Recently, the conviction of an Aboriginal man for manslaughter was tossed out of the Canadian legal canoe and sank into the deep waters of the jurisprudence river, because his lawyer successfully argued the jury that convicted him was not of his peers, i.e. no on-reserve Indigenous people. This violated Clifford Kokopenace’s right to a fair trial.
Now it’s up to the chief justice (note the irony of that title and this issue) and her black robes to decide if the provinces, Ontario in this case, should be forced to use “reasonable efforts” to ensure its jury rolls are accurate and proportionate to the ethnicity of the population. Good luck.
Yes, I am aware that a jury representing a proper demographic of this country would, more than likely, contain the odd Asian or African-Canadian face, but it still seems that after all these years, it’s still the People of Palour/Colour-Challenged who decide the vast majority of these important issues. And as we all know, First Nations people have done so well under their wise and benevolent rule.

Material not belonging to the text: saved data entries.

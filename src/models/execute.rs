use serde::{Deserialize, Serialize};
use utoipa::ToSchema;

/// Request to run a code snippet through the execution service
#[derive(Debug, Serialize, Deserialize, ToSchema)]
pub struct ExecuteRequest {
    pub language: String,
    pub code: String,
    #[serde(default)]
    pub input: String,
}

/// Output of an execution run
#[derive(Debug, Serialize, Deserialize, ToSchema)]
pub struct ExecuteResponse {
    pub stdout: String,
    pub stderr: String,
}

On the face of it, the concept seems like a good idea. It’s no secret that something is amiss out there when it comes to Native people and the court system. Proportionately, First Nations make up four per cent of the overall population, but an astounding 23 per cent of the Federal prison population. And this says nothing of the two years-less-a-day residents in provincial jails. Anybody who’s taken Grade 11 math knows that’s not a good ratio. The long arm of the law, too frequently, is seen as putting a choke hold on the throats of this country’s original inhabitants.

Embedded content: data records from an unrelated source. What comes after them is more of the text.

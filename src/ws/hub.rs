use std::collections::HashMap;
use std::sync::Arc;
use tokio::sync::{broadcast, Mutex, RwLock};
use tokio::task::JoinHandle;
use tracing::{error, info, warn};
use uuid::Uuid;

use crate::config;
use crate::db::{self, RoomRow, RoomVersionRow};
use crate::models::{CursorEntry, PresenceEntry, RoomSnapshot, ServerEvent};
use crate::rtc::signal::SignalEnvelope;

/// Build the broadcastable snapshot of a room document
pub fn snapshot_of(row: &RoomRow) -> RoomSnapshot {
    RoomSnapshot {
        room_id: row.room_id.clone(),
        room_name: row.room_name.clone(),
        language: row.language.clone(),
        content: row.content.clone(),
        is_private: row.is_private,
        is_active: row.is_active,
        created_by: row.created_by.clone(),
        muted_users: row.muted_users.clone(),
    }
}

/// Counters exposed through the diagnostics endpoint
#[derive(Debug, Default, Clone, Copy)]
pub struct HubStats {
    pub rooms: u32,
    pub connections: u32,
    pub pending_signals: u32,
}

/// Result of unregistering a connection
pub struct ConnCleanup {
    /// Identity whose last connection just closed, if any
    pub identity_left: Option<String>,
    /// Whether the channel has no connections left
    pub channel_empty: bool,
}

struct ChannelState {
    connections: HashMap<Uuid, String>,
    presence: HashMap<String, PresenceEntry>,
    cursors: HashMap<String, CursorEntry>,
    /// Per-identity mailboxes of unacked signaling messages.
    /// Entries are deleted on ack and re-delivered on reconnect.
    mailboxes: HashMap<String, Vec<SignalEnvelope>>,
    dirty: bool,
    last_editor: Option<String>,
    saver: Option<JoinHandle<()>>,
}

/// The live channel of one room: a broadcast fan-out plus the room's
/// ephemeral records (presence, cursors, signaling mailboxes). Durable
/// state stays in the database; everything here dies with the channel.
pub struct RoomChannel {
    pub room_id: String,
    tx: broadcast::Sender<ServerEvent>,
    state: Mutex<ChannelState>,
}

impl RoomChannel {
    fn new(room_id: String) -> Self {
        let (tx, _rx) = broadcast::channel::<ServerEvent>(256);
        Self {
            room_id,
            tx,
            state: Mutex::new(ChannelState {
                connections: HashMap::new(),
                presence: HashMap::new(),
                cursors: HashMap::new(),
                mailboxes: HashMap::new(),
                dirty: false,
                last_editor: None,
                saver: None,
            }),
        }
    }

    pub fn subscribe(&self) -> broadcast::Receiver<ServerEvent> {
        self.tx.subscribe()
    }

    /// Broadcast an event to every subscriber, including the sender.
    /// The own-write echo is deliberate: receivers apply snapshots
    /// idempotently instead of the server deduplicating.
    pub fn send(&self, event: ServerEvent) {
        let _ = self.tx.send(event);
    }

    pub async fn register_conn(&self, conn_id: Uuid, identity: &str) {
        let mut state = self.state.lock().await;
        state.connections.insert(conn_id, identity.to_string());
    }

    pub async fn unregister_conn(&self, conn_id: Uuid) -> ConnCleanup {
        let mut state = self.state.lock().await;
        let identity = state.connections.remove(&conn_id);

        let identity_left = match identity {
            Some(identity) => {
                let still_connected = state.connections.values().any(|i| *i == identity);
                if still_connected {
                    None
                } else {
                    Some(identity)
                }
            }
            None => None,
        };

        ConnCleanup {
            identity_left,
            channel_empty: state.connections.is_empty(),
        }
    }

    /// Upsert a presence record and broadcast the full roster
    pub async fn upsert_presence(&self, entry: PresenceEntry) {
        let users = {
            let mut state = self.state.lock().await;
            state.presence.insert(entry.user_id.clone(), entry);
            state.presence.values().cloned().collect::<Vec<_>>()
        };
        self.send(ServerEvent::Presence { users });
    }

    /// Delete a presence record immediately and broadcast the roster.
    /// Peers notice removal through the subscription, not a timeout.
    pub async fn remove_presence(&self, user_id: &str) {
        let users = {
            let mut state = self.state.lock().await;
            state.presence.remove(user_id);
            state.presence.values().cloned().collect::<Vec<_>>()
        };
        self.send(ServerEvent::Presence { users });
    }

    pub async fn roster(&self) -> Vec<PresenceEntry> {
        let state = self.state.lock().await;
        state.presence.values().cloned().collect()
    }

    /// Identities currently present in the room
    pub async fn presence_user_ids(&self) -> Vec<String> {
        let state = self.state.lock().await;
        state.presence.keys().cloned().collect()
    }

    /// Overwrite a participant's cursor record and broadcast it
    pub async fn upsert_cursor(&self, entry: CursorEntry) {
        {
            let mut state = self.state.lock().await;
            state.cursors.insert(entry.user_id.clone(), entry.clone());
        }
        self.send(ServerEvent::Cursor(entry));
    }

    pub async fn remove_cursor(&self, user_id: &str) {
        let mut state = self.state.lock().await;
        state.cursors.remove(user_id);
    }

    pub async fn cursors(&self) -> Vec<CursorEntry> {
        let state = self.state.lock().await;
        state.cursors.values().cloned().collect()
    }

    /// Append a signaling message to the addressee's mailbox and push it
    /// to live subscribers. The entry stays until the addressee acks it.
    pub async fn push_signal(&self, envelope: SignalEnvelope) {
        {
            let mut state = self.state.lock().await;
            state
                .mailboxes
                .entry(envelope.to.clone())
                .or_default()
                .push(envelope.clone());
        }
        self.send(ServerEvent::Signal(envelope));
    }

    /// Delete a consumed signaling message from the caller's mailbox
    pub async fn ack_signal(&self, identity: &str, id: Uuid) {
        let mut state = self.state.lock().await;
        if let Some(mailbox) = state.mailboxes.get_mut(identity) {
            mailbox.retain(|envelope| envelope.id != id);
            if mailbox.is_empty() {
                state.mailboxes.remove(identity);
            }
        }
    }

    /// Unacked signaling messages addressed to an identity, in receipt order
    pub async fn pending_signals(&self, identity: &str) -> Vec<SignalEnvelope> {
        let state = self.state.lock().await;
        state.mailboxes.get(identity).cloned().unwrap_or_default()
    }

    /// Record that the room content changed since the last version snapshot
    pub async fn mark_dirty(&self, editor: &str) {
        let mut state = self.state.lock().await;
        state.dirty = true;
        state.last_editor = Some(editor.to_string());
    }

    async fn take_dirty(&self) -> Option<String> {
        let mut state = self.state.lock().await;
        if state.dirty {
            state.dirty = false;
            state.last_editor.take().or_else(|| Some("unknown".to_string()))
        } else {
            None
        }
    }

    async fn stats(&self) -> (u32, u32) {
        let state = self.state.lock().await;
        let pending: usize = state.mailboxes.values().map(|m| m.len()).sum();
        (state.connections.len() as u32, pending as u32)
    }
}

/// Registry of live room channels
pub struct RoomHub {
    channels: RwLock<HashMap<String, Arc<RoomChannel>>>,
}

impl RoomHub {
    pub fn new() -> Self {
        Self {
            channels: RwLock::new(HashMap::new()),
        }
    }

    /// Get the live channel of a room, if one is open
    pub async fn channel(&self, room_id: &str) -> Option<Arc<RoomChannel>> {
        let channels = self.channels.read().await;
        channels.get(room_id).cloned()
    }

    /// Get or create the live channel of a room. Creating a channel also
    /// starts its periodic version-snapshot task.
    pub async fn join(&self, room_id: &str) -> Arc<RoomChannel> {
        let mut channels = self.channels.write().await;
        if let Some(channel) = channels.get(room_id) {
            return channel.clone();
        }

        let channel = Arc::new(RoomChannel::new(room_id.to_string()));
        channels.insert(room_id.to_string(), channel.clone());

        let saver = tokio::spawn(run_version_saver(channel.clone()));
        channel.state.lock().await.saver = Some(saver);

        info!("Live channel opened for room {}", room_id);
        channel
    }

    /// Tear down an idle channel: save a final version snapshot when the
    /// content is dirty, stop the saver task, drop the channel.
    pub async fn close_channel(&self, room_id: &str) {
        let channel = {
            let mut channels = self.channels.write().await;
            channels.remove(room_id)
        };

        let Some(channel) = channel else {
            return;
        };

        if let Some(editor) = channel.take_dirty().await {
            save_version(&channel.room_id, &editor).await;
        }

        let saver = channel.state.lock().await.saver.take();
        if let Some(saver) = saver {
            saver.abort();
        }

        info!("Live channel closed for room {}", room_id);
    }

    /// Re-read the room document and broadcast it to subscribers.
    /// Used by REST handlers after moderation, settings and restore writes.
    pub async fn broadcast_room(&self, room_id: &str) {
        let Some(channel) = self.channel(room_id).await else {
            return;
        };

        let db = match db::get_db() {
            Some(db) => db,
            None => {
                error!("Database not initialized, cannot broadcast room {}", room_id);
                return;
            }
        };

        match db.get_room(room_id).await {
            Ok(Some(row)) => channel.send(ServerEvent::Room(snapshot_of(&row))),
            Ok(None) => warn!("Room {} vanished while broadcasting", room_id),
            Err(e) => error!("Failed to load room {} for broadcast: {}", room_id, e),
        }
    }

    /// Aggregate counters across all live channels
    pub async fn stats(&self) -> HubStats {
        let channels = {
            let guard = self.channels.read().await;
            guard.values().cloned().collect::<Vec<_>>()
        };

        let mut stats = HubStats {
            rooms: channels.len() as u32,
            ..Default::default()
        };
        for channel in channels {
            let (connections, pending) = channel.stats().await;
            stats.connections += connections;
            stats.pending_signals += pending;
        }
        stats
    }
}

impl Default for RoomHub {
    fn default() -> Self {
        Self::new()
    }
}

/// Periodically snapshot dirty room content into the version history.
/// The channel owns the timer, so snapshots keep happening while any
/// member is connected, owner present or not.
async fn run_version_saver(channel: Arc<RoomChannel>) {
    let interval = config::get_config().version_save_interval_secs;
    let mut ticker = tokio::time::interval(std::time::Duration::from_secs(interval));
    ticker.set_missed_tick_behavior(tokio::time::MissedTickBehavior::Delay);
    // The first tick fires immediately; skip it so an empty room does not
    // snapshot its seed content.
    ticker.tick().await;

    loop {
        ticker.tick().await;
        if let Some(editor) = channel.take_dirty().await {
            save_version(&channel.room_id, &editor).await;
        }
    }
}

async fn save_version(room_id: &str, editor: &str) {
    let Some(db) = db::get_db() else {
        error!("Database not initialized, cannot save version for room {}", room_id);
        return;
    };

    let row = match db.get_room(room_id).await {
        Ok(Some(row)) => row,
        Ok(None) => {
            warn!("Room {} not found while saving version", room_id);
            return;
        }
        Err(e) => {
            error!("Failed to load room {} for version save: {}", room_id, e);
            return;
        }
    };

    let version = RoomVersionRow {
        id: Uuid::new_v4(),
        room_id: room_id.to_string(),
        content: row.content,
        saved_by: editor.to_string(),
        created_date: chrono::Utc::now(),
    };

    if let Err(e) = db.insert_room_version(&version).await {
        error!("Failed to save version for room {}: {}", room_id, e);
    }
}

Entire libraries have been written on why we are over-represented. Most agree this is the repercussions of a cultural PCSD – post-contact stress disorder. When you’ve lived through 500 years of colonization which included the scoop up, residential schools, the Indian Act and other assorted treats, there is bound to be some social rebellion and acting out.
Simply put, when you feel you’ve been abused by society, you tend to want to abuse society right back. Not that the larger Native population are by any means condoning any illegal or unlawful act. Trust me, the majority of Native people in this country are good people. They want good government and law and order. It’s just that so frequently, we get so little of it.
Witness those missing or murdered 1,200 Native women that Prime Minister Stephen Harper classifies as simply a crime, not a social issue. That could be a good rationale for why there are so many Native people in prison. At least there, they know what the real score is, not political rhetoric.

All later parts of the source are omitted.